Tally the lines in the entries below where the string "Journeys" occurs. Reply with the total alone.

───── DATA SECTION ─────

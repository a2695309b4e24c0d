//! Report rendering: the daily forecast table and the monthly forecast chart.

use crate::analysis::WeekdayMonthPivot;
use crate::core::TimeSeries;
use crate::data::{month_name, weekday_name};
use crate::error::{ForecastError, Result};
use crate::runner::{DailyForecastReport, IntervalForecast};
use chrono::{Datelike, NaiveDate};
use plotters::prelude::*;
use std::path::Path;

const DATE_WIDTH: usize = 12;
const DAY_WIDTH: usize = 11;

/// Render the daily forecast report as a fixed-width text table.
///
/// One row per forecast date, with the day of week and one column per
/// service category, in the report's column order.
pub fn render_daily_table(report: &DailyForecastReport) -> String {
    let widths: Vec<usize> = report
        .columns
        .iter()
        .map(|c| c.label.len().max(8))
        .collect();

    let mut out = String::new();
    out.push_str(&format!("{:<DATE_WIDTH$}{:<DAY_WIDTH$}", "Date", "Day"));
    for (column, width) in report.columns.iter().zip(&widths) {
        out.push_str(&format!("{:>w$}  ", column.label, w = *width));
    }
    out.push('\n');

    for (i, date) in report.dates.iter().enumerate() {
        out.push_str(&format!(
            "{:<DATE_WIDTH$}{:<DAY_WIDTH$}",
            date.format("%Y-%m-%d").to_string(),
            weekday_name(date.weekday()),
        ));
        for (column, width) in report.columns.iter().zip(&widths) {
            let value = column.values.get(i).copied().unwrap_or(0);
            out.push_str(&format!("{:>w$}  ", value, w = *width));
        }
        out.push('\n');
    }

    let fallbacks: Vec<&str> = report
        .columns
        .iter()
        .filter(|c| c.outcome.is_fallback())
        .map(|c| c.label.as_str())
        .collect();
    if !fallbacks.is_empty() {
        out.push_str(&format!(
            "\nLast-value fallback used for: {}\n",
            fallbacks.join(", ")
        ));
    }

    out
}

/// Plot the monthly history and forecast with its confidence band to a PNG.
///
/// History is drawn in blue, the forecast mean in red, and the interval as a
/// shaded band around it.
pub fn render_monthly_chart(
    history: &TimeSeries,
    forecast: &IntervalForecast,
    path: &Path,
) -> Result<()> {
    let first = history.dates().first().copied().ok_or(ForecastError::EmptyData)?;
    if forecast.dates.is_empty() {
        return Err(ForecastError::EmptyData);
    }

    // Day offsets from the first observation keep the x axis numeric.
    let to_x = |d: NaiveDate| (d - first).num_days();
    let x_max = to_x(*forecast.dates.last().unwrap_or(&first));

    let mut y_min = f64::MAX;
    let mut y_max = f64::MIN;
    for &v in history.values().iter().chain(&forecast.lower).chain(&forecast.upper) {
        y_min = y_min.min(v);
        y_max = y_max.max(v);
    }
    let pad = (y_max - y_min).max(1.0) * 0.05;

    let root = BitMapBackend::new(path, (1024, 576)).into_drawing_area();
    root.fill(&WHITE)
        .map_err(|e| ForecastError::Render(e.to_string()))?;

    let mut chart = ChartBuilder::on(&root)
        .caption("Monthly Total Journeys Forecast", ("sans-serif", 28))
        .margin(12)
        .x_label_area_size(48)
        .y_label_area_size(80)
        .build_cartesian_2d(0i64..x_max + 1, (y_min - pad)..(y_max + pad))
        .map_err(|e| ForecastError::Render(e.to_string()))?;

    chart
        .configure_mesh()
        .x_label_formatter(&|x| (first + chrono::Duration::days(*x)).format("%Y-%m").to_string())
        .y_desc("Journeys")
        .draw()
        .map_err(|e| ForecastError::Render(e.to_string()))?;

    // Confidence band first so the lines draw over it
    let band: Vec<(i64, f64)> = forecast
        .dates
        .iter()
        .zip(&forecast.upper)
        .map(|(&d, &v)| (to_x(d), v))
        .chain(
            forecast
                .dates
                .iter()
                .zip(&forecast.lower)
                .rev()
                .map(|(&d, &v)| (to_x(d), v)),
        )
        .collect();
    chart
        .draw_series(std::iter::once(Polygon::new(band, RED.mix(0.15))))
        .map_err(|e| ForecastError::Render(e.to_string()))?;

    chart
        .draw_series(LineSeries::new(
            history
                .dates()
                .iter()
                .zip(history.values())
                .map(|(&d, &v)| (to_x(d), v)),
            BLUE.stroke_width(2),
        ))
        .map_err(|e| ForecastError::Render(e.to_string()))?
        .label("History")
        .legend(|(x, y)| PathElement::new(vec![(x, y), (x + 18, y)], BLUE.stroke_width(2)));

    chart
        .draw_series(LineSeries::new(
            forecast
                .dates
                .iter()
                .zip(&forecast.mean)
                .map(|(&d, &v)| (to_x(d), v)),
            RED.stroke_width(2),
        ))
        .map_err(|e| ForecastError::Render(e.to_string()))?
        .label("Forecast")
        .legend(|(x, y)| PathElement::new(vec![(x, y), (x + 18, y)], RED.stroke_width(2)));

    chart
        .configure_series_labels()
        .background_style(WHITE.mix(0.85))
        .border_style(BLACK)
        .draw()
        .map_err(|e| ForecastError::Render(e.to_string()))?;

    root.present()
        .map_err(|e| ForecastError::Render(e.to_string()))?;
    Ok(())
}

/// Plot the weekday-by-month ridership averages as a heatmap PNG.
///
/// Cell shading scales with the average total; unobserved cells stay blank.
pub fn render_weekday_month_heatmap(pivot: &WeekdayMonthPivot, path: &Path) -> Result<()> {
    if pivot.months.is_empty() {
        return Err(ForecastError::EmptyData);
    }

    let mut lo = f64::MAX;
    let mut hi = f64::MIN;
    for (_, cells) in &pivot.rows {
        for &v in cells.iter().filter(|v| v.is_finite()) {
            lo = lo.min(v);
            hi = hi.max(v);
        }
    }
    if lo > hi {
        return Err(ForecastError::EmptyData);
    }
    let span = (hi - lo).max(1.0);

    let root = BitMapBackend::new(path, (900, 480)).into_drawing_area();
    root.fill(&WHITE)
        .map_err(|e| ForecastError::Render(e.to_string()))?;

    let mut chart = ChartBuilder::on(&root)
        .caption("Average Daily Total by Weekday and Month", ("sans-serif", 24))
        .margin(12)
        .x_label_area_size(40)
        .y_label_area_size(90)
        .build_cartesian_2d(0i32..pivot.months.len() as i32, 0i32..7i32)
        .map_err(|e| ForecastError::Render(e.to_string()))?;

    chart
        .configure_mesh()
        .disable_x_mesh()
        .disable_y_mesh()
        .x_labels(pivot.months.len())
        .y_labels(7)
        .x_label_formatter(&|x| {
            pivot
                .months
                .get(*x as usize)
                .map(|&m| month_name(m).to_string())
                .unwrap_or_default()
        })
        .y_label_formatter(&|y| {
            pivot
                .rows
                .get(*y as usize)
                .map(|(w, _)| weekday_name(*w).to_string())
                .unwrap_or_default()
        })
        .draw()
        .map_err(|e| ForecastError::Render(e.to_string()))?;

    chart
        .draw_series(pivot.rows.iter().enumerate().flat_map(|(row, (_, cells))| {
            cells
                .iter()
                .enumerate()
                .filter(|(_, v)| v.is_finite())
                .map(move |(col, &v)| {
                    let shade = 0.1 + 0.9 * (v - lo) / span;
                    Rectangle::new(
                        [(col as i32, row as i32), (col as i32 + 1, row as i32 + 1)],
                        BLUE.mix(shade).filled(),
                    )
                })
                .collect::<Vec<_>>()
        }))
        .map_err(|e| ForecastError::Render(e.to_string()))?;

    root.present()
        .map_err(|e| ForecastError::Render(e.to_string()))?;
    Ok(())
}

#[cfg(test)]
mod tests {
    use super::*;
    use crate::runner::{SeriesForecast, SeriesOutcome};
    use chrono::Duration;

    fn day(y: i32, m: u32, d: u32) -> NaiveDate {
        NaiveDate::from_ymd_opt(y, m, d).unwrap()
    }

    fn sample_report() -> DailyForecastReport {
        // 2024-06-03 is a Monday
        let dates = (0..3).map(|i| day(2024, 6, 3) + Duration::days(i)).collect();
        DailyForecastReport {
            dates,
            columns: vec![
                SeriesForecast {
                    label: "Local Route".to_string(),
                    values: vec![1200, 1150, 1300],
                    outcome: SeriesOutcome::Fitted,
                },
                SeriesForecast {
                    label: "Other".to_string(),
                    values: vec![3, 3, 3],
                    outcome: SeriesOutcome::Fallback {
                        reason: "insufficient data: need at least 10, got 3".to_string(),
                    },
                },
            ],
        }
    }

    #[test]
    fn table_has_header_and_one_row_per_date() {
        let text = render_daily_table(&sample_report());
        let lines: Vec<&str> = text.lines().collect();

        assert!(lines[0].contains("Date"));
        assert!(lines[0].contains("Local Route"));
        assert!(lines[0].contains("Other"));
        assert!(lines[1].starts_with("2024-06-03"));
        assert!(lines[1].contains("Monday"));
        assert!(lines[1].contains("1200"));
        assert!(lines[3].starts_with("2024-06-05"));
        assert!(lines[3].contains("Wednesday"));
    }

    #[test]
    fn table_notes_fallback_columns() {
        let text = render_daily_table(&sample_report());
        assert!(text.contains("Last-value fallback used for: Other"));
    }

    #[test]
    fn table_omits_fallback_note_when_all_fitted() {
        let mut report = sample_report();
        report.columns[1].outcome = SeriesOutcome::Fitted;
        let text = render_daily_table(&report);
        assert!(!text.contains("fallback"));
    }

    #[test]
    fn chart_writes_png() {
        let dates: Vec<NaiveDate> = (0..24)
            .map(|i| day(2022 + i / 12, (i % 12) as u32 + 1, 28))
            .collect();
        let values: Vec<f64> = (0..24).map(|i| 200_000.0 + 1_000.0 * i as f64).collect();
        let history = TimeSeries::new("Total Journeys (monthly)", dates, values).unwrap();

        let forecast = IntervalForecast {
            dates: (0..6).map(|i| day(2024, i + 1, 28)).collect(),
            mean: (0..6).map(|i| 225_000.0 + 1_000.0 * i as f64).collect(),
            lower: (0..6).map(|i| 220_000.0 + 1_000.0 * i as f64).collect(),
            upper: (0..6).map(|i| 230_000.0 + 1_000.0 * i as f64).collect(),
            summary: String::new(),
        };

        let path = std::env::temp_dir().join("ridership-report-chart.png");
        render_monthly_chart(&history, &forecast, &path).unwrap();
        assert!(path.metadata().unwrap().len() > 0);
    }

    #[test]
    fn heatmap_writes_png() {
        use chrono::Weekday;

        let pivot = WeekdayMonthPivot {
            months: vec![1, 2],
            rows: vec![
                (Weekday::Mon, vec![1000.0, 900.0]),
                (Weekday::Tue, vec![1100.0, f64::NAN]),
                (Weekday::Wed, vec![1050.0, 980.0]),
                (Weekday::Thu, vec![1020.0, 960.0]),
                (Weekday::Fri, vec![990.0, 940.0]),
                (Weekday::Sat, vec![400.0, 380.0]),
                (Weekday::Sun, vec![350.0, 330.0]),
            ],
        };

        let path = std::env::temp_dir().join("ridership-report-heatmap.png");
        render_weekday_month_heatmap(&pivot, &path).unwrap();
        assert!(path.metadata().unwrap().len() > 0);
    }

    #[test]
    fn heatmap_rejects_empty_pivot() {
        let pivot = WeekdayMonthPivot {
            months: vec![],
            rows: vec![],
        };
        let path = std::env::temp_dir().join("ridership-report-heatmap-none.png");
        assert!(render_weekday_month_heatmap(&pivot, &path).is_err());
    }

    #[test]
    fn chart_rejects_empty_history() {
        let history = TimeSeries::new("empty", vec![], vec![]).unwrap();
        let forecast = IntervalForecast {
            dates: vec![day(2024, 1, 31)],
            mean: vec![1.0],
            lower: vec![0.0],
            upper: vec![2.0],
            summary: String::new(),
        };
        let path = std::env::temp_dir().join("ridership-report-none.png");
        assert!(render_monthly_chart(&history, &forecast, &path).is_err());
    }
}
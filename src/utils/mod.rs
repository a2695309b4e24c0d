//! Utility functions shared by the forecasting models.

pub mod optimization;
pub mod stats;

pub use optimization::{nelder_mead, NelderMeadConfig, NelderMeadResult};
pub use stats::{mean, quantile_normal, variance};
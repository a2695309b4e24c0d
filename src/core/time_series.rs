//! Date-indexed univariate time series.

use crate::error::{ForecastError, Result};
use chrono::{Duration, NaiveDate};

/// A labelled daily (or monthly) series of observations.
///
/// Dates are strictly increasing; values are journey counts and therefore
/// non-negative in practice, though this is not validated mechanically.
#[derive(Debug, Clone, PartialEq)]
pub struct TimeSeries {
    label: String,
    dates: Vec<NaiveDate>,
    values: Vec<f64>,
}

impl TimeSeries {
    /// Create a new series, validating date ordering.
    pub fn new(
        label: impl Into<String>,
        dates: Vec<NaiveDate>,
        values: Vec<f64>,
    ) -> Result<Self> {
        if dates.len() != values.len() {
            return Err(ForecastError::DimensionMismatch {
                expected: dates.len(),
                got: values.len(),
            });
        }
        for pair in dates.windows(2) {
            if pair[1] <= pair[0] {
                return Err(ForecastError::DateOrder);
            }
        }
        Ok(Self {
            label: label.into(),
            dates,
            values,
        })
    }

    /// Series label (the service-type column it came from).
    pub fn label(&self) -> &str {
        &self.label
    }

    /// Number of observations.
    pub fn len(&self) -> usize {
        self.dates.len()
    }

    /// Check if the series is empty.
    pub fn is_empty(&self) -> bool {
        self.dates.is_empty()
    }

    /// Observation dates.
    pub fn dates(&self) -> &[NaiveDate] {
        &self.dates
    }

    /// Observation values.
    pub fn values(&self) -> &[f64] {
        &self.values
    }

    /// Last observation date, if any.
    pub fn last_date(&self) -> Option<NaiveDate> {
        self.dates.last().copied()
    }

    /// Last observed value, if any.
    pub fn last_value(&self) -> Option<f64> {
        self.values.last().copied()
    }

    /// Sum of all observed values.
    pub fn sum(&self) -> f64 {
        self.values.iter().sum()
    }

    /// Drop the first `n` observations (the warm-up window).
    ///
    /// Returns an empty series when `n` exceeds the length.
    pub fn skip_leading(&self, n: usize) -> TimeSeries {
        let start = n.min(self.len());
        TimeSeries {
            label: self.label.clone(),
            dates: self.dates[start..].to_vec(),
            values: self.values[start..].to_vec(),
        }
    }

    /// Consecutive calendar days following the last observation.
    ///
    /// Empty when the series has no observations.
    pub fn future_dates(&self, horizon: usize) -> Vec<NaiveDate> {
        match self.last_date() {
            Some(last) => (1..=horizon as i64)
                .map(|offset| last + Duration::days(offset))
                .collect(),
            None => Vec::new(),
        }
    }
}
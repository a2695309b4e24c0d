//! Error types for the ridership-forecast crate.

use thiserror::Error;

/// Result type alias for forecast operations.
pub type Result<T> = std::result::Result<T, ForecastError>;

/// Errors that can occur while loading data or fitting models.
#[derive(Error, Debug)]
pub enum ForecastError {
    /// Input data is empty.
    #[error("empty input data")]
    EmptyData,

    /// Insufficient data points for the operation.
    #[error("insufficient data: need at least {needed}, got {got}")]
    InsufficientData { needed: usize, got: usize },

    /// Invalid parameter value.
    #[error("invalid parameter: {0}")]
    InvalidParameter(String),

    /// Dimension mismatch between data structures.
    #[error("dimension mismatch: expected {expected}, got {got}")]
    DimensionMismatch { expected: usize, got: usize },

    /// Observation dates are not strictly increasing.
    #[error("dates must be strictly increasing")]
    DateOrder,

    /// Model has not been fitted yet.
    #[error("model must be fitted before prediction")]
    FitRequired,

    /// Model fitting did not produce usable parameters.
    #[error("model fit failed: {0}")]
    FitFailed(String),

    /// Underlying I/O failure.
    #[error(transparent)]
    Io(#[from] std::io::Error),

    /// Malformed CSV input.
    #[error("csv error: {0}")]
    Csv(#[from] csv::Error),

    /// Chart rendering failure.
    #[error("chart rendering failed: {0}")]
    Render(String),
}
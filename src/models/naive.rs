//! Naive forecasting model.
//!
//! Repeats the last observed value for every future period. Used as the
//! degraded fallback when a seasonal model cannot be fitted.

use crate::core::{Forecast, TimeSeries};
use crate::error::{ForecastError, Result};
use crate::models::Forecaster;

/// Naive forecaster that repeats the last value.
#[derive(Debug, Clone, Default)]
pub struct Naive {
    last_value: Option<f64>,
    fitted: Option<Vec<f64>>,
    residuals: Option<Vec<f64>>,
}

impl Naive {
    pub fn new() -> Self {
        Self::default()
    }
}

impl Forecaster for Naive {
    fn fit(&mut self, series: &TimeSeries) -> Result<()> {
        let values = series.values();
        let last = values.last().copied().ok_or(ForecastError::EmptyData)?;
        self.last_value = Some(last);

        // Fitted values are shifted history (y_hat[t] = y[t-1])
        let mut fitted = Vec::with_capacity(values.len());
        fitted.push(f64::NAN);
        fitted.extend_from_slice(&values[..values.len() - 1]);

        // Residuals are first differences
        let residuals = values
            .iter()
            .zip(fitted.iter())
            .map(|(y, f)| y - f)
            .collect();

        self.fitted = Some(fitted);
        self.residuals = Some(residuals);
        Ok(())
    }

    fn predict(&self, horizon: usize) -> Result<Forecast> {
        let last = self.last_value.ok_or(ForecastError::FitRequired)?;
        Ok(Forecast::from_values(vec![last; horizon]))
    }

    fn fitted_values(&self) -> Option<&[f64]> {
        self.fitted.as_deref()
    }

    fn residuals(&self) -> Option<&[f64]> {
        self.residuals.as_deref()
    }

    fn name(&self) -> &str {
        "Naive"
    }
}

#[cfg(test)]
mod tests {
    use super::*;
    use chrono::{Duration, NaiveDate};

    fn make_series(values: &[f64]) -> TimeSeries {
        let base = NaiveDate::from_ymd_opt(2024, 1, 1).unwrap();
        let dates = (0..values.len())
            .map(|i| base + Duration::days(i as i64))
            .collect();
        TimeSeries::new("test", dates, values.to_vec()).unwrap()
    }

    #[test]
    fn naive_repeats_last_value() {
        let mut model = Naive::new();
        model.fit(&make_series(&[1.0, 2.0, 3.0, 4.0, 5.0])).unwrap();

        let forecast = model.predict(3).unwrap();
        assert_eq!(forecast.point(), &[5.0, 5.0, 5.0]);
    }

    #[test]
    fn naive_fitted_values_are_shifted_history() {
        let mut model = Naive::new();
        model.fit(&make_series(&[1.0, 2.0, 3.0, 4.0, 5.0])).unwrap();

        let fitted = model.fitted_values().unwrap();
        assert!(fitted[0].is_nan());
        assert_eq!(&fitted[1..], &[1.0, 2.0, 3.0, 4.0]);
    }

    #[test]
    fn naive_residuals_are_first_differences() {
        let mut model = Naive::new();
        model.fit(&make_series(&[1.0, 3.0, 6.0, 10.0])).unwrap();

        let residuals = model.residuals().unwrap();
        assert!(residuals[0].is_nan());
        assert_eq!(&residuals[1..], &[2.0, 3.0, 4.0]);
    }

    #[test]
    fn naive_rejects_empty_series() {
        let mut model = Naive::new();
        let ts = TimeSeries::new("empty", vec![], vec![]).unwrap();
        assert!(matches!(model.fit(&ts), Err(ForecastError::EmptyData)));
    }

    #[test]
    fn naive_requires_fit_before_predict() {
        let model = Naive::new();
        assert!(matches!(model.predict(5), Err(ForecastError::FitRequired)));
    }

    #[test]
    fn naive_zero_horizon_returns_empty() {
        let mut model = Naive::new();
        model.fit(&make_series(&[1.0, 2.0])).unwrap();
        assert!(model.predict(0).unwrap().is_empty());
    }
}
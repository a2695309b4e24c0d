//! Core data structures for ridership forecasting.

mod forecast;
mod time_series;

pub use forecast::Forecast;
pub use time_series::TimeSeries;
//! Derivative-free minimization for parameter estimation.

/// Configuration for Nelder-Mead optimization.
#[derive(Debug, Clone)]
pub struct NelderMeadConfig {
    /// Maximum number of iterations.
    pub max_iter: usize,
    /// Convergence tolerance on the objective spread.
    pub tolerance: f64,
    /// Initial simplex step size.
    pub initial_step: f64,
}

impl Default for NelderMeadConfig {
    fn default() -> Self {
        Self {
            max_iter: 1000,
            tolerance: 1e-8,
            initial_step: 0.05,
        }
    }
}

/// Result of a Nelder-Mead run.
#[derive(Debug, Clone)]
pub struct NelderMeadResult {
    /// The best point found.
    pub optimal_point: Vec<f64>,
    /// Objective value at the best point.
    pub optimal_value: f64,
    /// Iterations performed.
    pub iterations: usize,
    /// Whether the simplex met the tolerance.
    pub converged: bool,
}

// Standard simplex coefficients.
const ALPHA: f64 = 1.0; // reflection
const GAMMA: f64 = 2.0; // expansion
const RHO: f64 = 0.5; // contraction
const SIGMA: f64 = 0.5; // shrink

/// Minimize `objective` starting from `initial` with the Nelder-Mead simplex.
pub fn nelder_mead<F>(objective: F, initial: &[f64], config: NelderMeadConfig) -> NelderMeadResult
where
    F: Fn(&[f64]) -> f64,
{
    let n = initial.len();
    if n == 0 {
        return NelderMeadResult {
            optimal_point: vec![],
            optimal_value: f64::NAN,
            iterations: 0,
            converged: false,
        };
    }

    // n+1 vertices: the initial point plus one perturbed copy per dimension.
    let mut simplex: Vec<Vec<f64>> = vec![initial.to_vec()];
    for i in 0..n {
        let mut vertex = initial.to_vec();
        vertex[i] += if initial[i].abs() > 1e-10 {
            config.initial_step * initial[i].abs()
        } else {
            config.initial_step
        };
        simplex.push(vertex);
    }
    let mut values: Vec<f64> = simplex.iter().map(|v| objective(v)).collect();

    let mut iterations = 0;
    let mut converged = false;

    while iterations < config.max_iter {
        iterations += 1;

        let mut order: Vec<usize> = (0..=n).collect();
        order.sort_by(|&a, &b| {
            values[a]
                .partial_cmp(&values[b])
                .unwrap_or(std::cmp::Ordering::Equal)
        });
        let best = order[0];
        let second_worst = order[n - 1];
        let worst = order[n];

        if values[worst] - values[best] < config.tolerance {
            converged = true;
            break;
        }

        // Centroid of all vertices except the worst.
        let mut centroid = vec![0.0; n];
        for (i, vertex) in simplex.iter().enumerate() {
            if i != worst {
                for (c, x) in centroid.iter_mut().zip(vertex) {
                    *c += x;
                }
            }
        }
        for c in &mut centroid {
            *c /= n as f64;
        }

        let along = |from: &[f64], to: &[f64], coeff: f64| -> Vec<f64> {
            from.iter()
                .zip(to)
                .map(|(f, t)| f + coeff * (t - f))
                .collect()
        };

        let reflected = along(&centroid, &simplex[worst], -ALPHA);
        let reflected_value = objective(&reflected);

        if reflected_value < values[best] {
            // Expansion
            let expanded = along(&centroid, &reflected, GAMMA);
            let expanded_value = objective(&expanded);
            if expanded_value < reflected_value {
                simplex[worst] = expanded;
                values[worst] = expanded_value;
            } else {
                simplex[worst] = reflected;
                values[worst] = reflected_value;
            }
            continue;
        }

        if reflected_value < values[second_worst] {
            simplex[worst] = reflected;
            values[worst] = reflected_value;
            continue;
        }

        // Contraction, towards whichever of reflected/worst is better.
        let towards = if reflected_value < values[worst] {
            &reflected
        } else {
            &simplex[worst]
        };
        let contracted = along(&centroid, towards, RHO);
        let contracted_value = objective(&contracted);
        if contracted_value < values[worst].min(reflected_value) {
            simplex[worst] = contracted;
            values[worst] = contracted_value;
            continue;
        }

        // Shrink the whole simplex towards the best vertex.
        let anchor = simplex[best].clone();
        for i in 0..=n {
            if i != best {
                simplex[i] = along(&anchor, &simplex[i], SIGMA);
                values[i] = objective(&simplex[i]);
            }
        }
    }

    let best = values
        .iter()
        .enumerate()
        .min_by(|(_, a), (_, b)| a.partial_cmp(b).unwrap_or(std::cmp::Ordering::Equal))
        .map(|(i, _)| i)
        .unwrap_or(0);

    NelderMeadResult {
        optimal_point: simplex[best].clone(),
        optimal_value: values[best],
        iterations,
        converged,
    }
}
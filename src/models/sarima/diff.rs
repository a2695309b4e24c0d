//! Differencing and integration utilities for the seasonal ARIMA model.

/// Apply ordinary differencing `d` times.
pub fn difference(series: &[f64], d: usize) -> Vec<f64> {
    let mut result = series.to_vec();
    for _ in 0..d {
        if result.len() <= 1 {
            break;
        }
        result = result.windows(2).map(|w| w[1] - w[0]).collect();
    }
    result
}

/// Apply seasonal differencing `d` times at the given period.
pub fn seasonal_difference(series: &[f64], d: usize, period: usize) -> Vec<f64> {
    if period == 0 {
        return series.to_vec();
    }
    let mut result = series.to_vec();
    for _ in 0..d {
        if result.len() <= period {
            break;
        }
        result = result
            .iter()
            .skip(period)
            .zip(result.iter())
            .map(|(curr, prev)| curr - prev)
            .collect();
    }
    result
}

/// Reverse ordinary differencing for forecast values.
///
/// `history` is the series as it was before the `d` rounds of differencing;
/// its tail supplies the initial values for each integration level.
pub fn integrate(forecast_diff: &[f64], history: &[f64], d: usize) -> Vec<f64> {
    if d == 0 || forecast_diff.is_empty() {
        return forecast_diff.to_vec();
    }

    let mut result = forecast_diff.to_vec();
    for level in (0..d).rev() {
        let base = difference(history, level);
        let mut cumsum = base.last().copied().unwrap_or(0.0);
        for value in &mut result {
            cumsum += *value;
            *value = cumsum;
        }
    }
    result
}

/// Reverse seasonal differencing for forecast values.
///
/// `history` is the series before the `d` rounds of seasonal differencing;
/// each forecast step adds back the value one period earlier.
pub fn seasonal_integrate(
    forecast_diff: &[f64],
    history: &[f64],
    d: usize,
    period: usize,
) -> Vec<f64> {
    if d == 0 || period == 0 || forecast_diff.is_empty() {
        return forecast_diff.to_vec();
    }

    let mut result = forecast_diff.to_vec();
    for level in (0..d).rev() {
        let base = seasonal_difference(history, level, period);
        let mut integrated: Vec<f64> = Vec::with_capacity(result.len());
        for (i, &value) in result.iter().enumerate() {
            let previous = if i >= period {
                integrated[i - period]
            } else if base.len() + i >= period {
                base[base.len() + i - period]
            } else {
                0.0
            };
            integrated.push(value + previous);
        }
        result = integrated;
    }
    result
}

─────

→ **ANSWER BOX**
3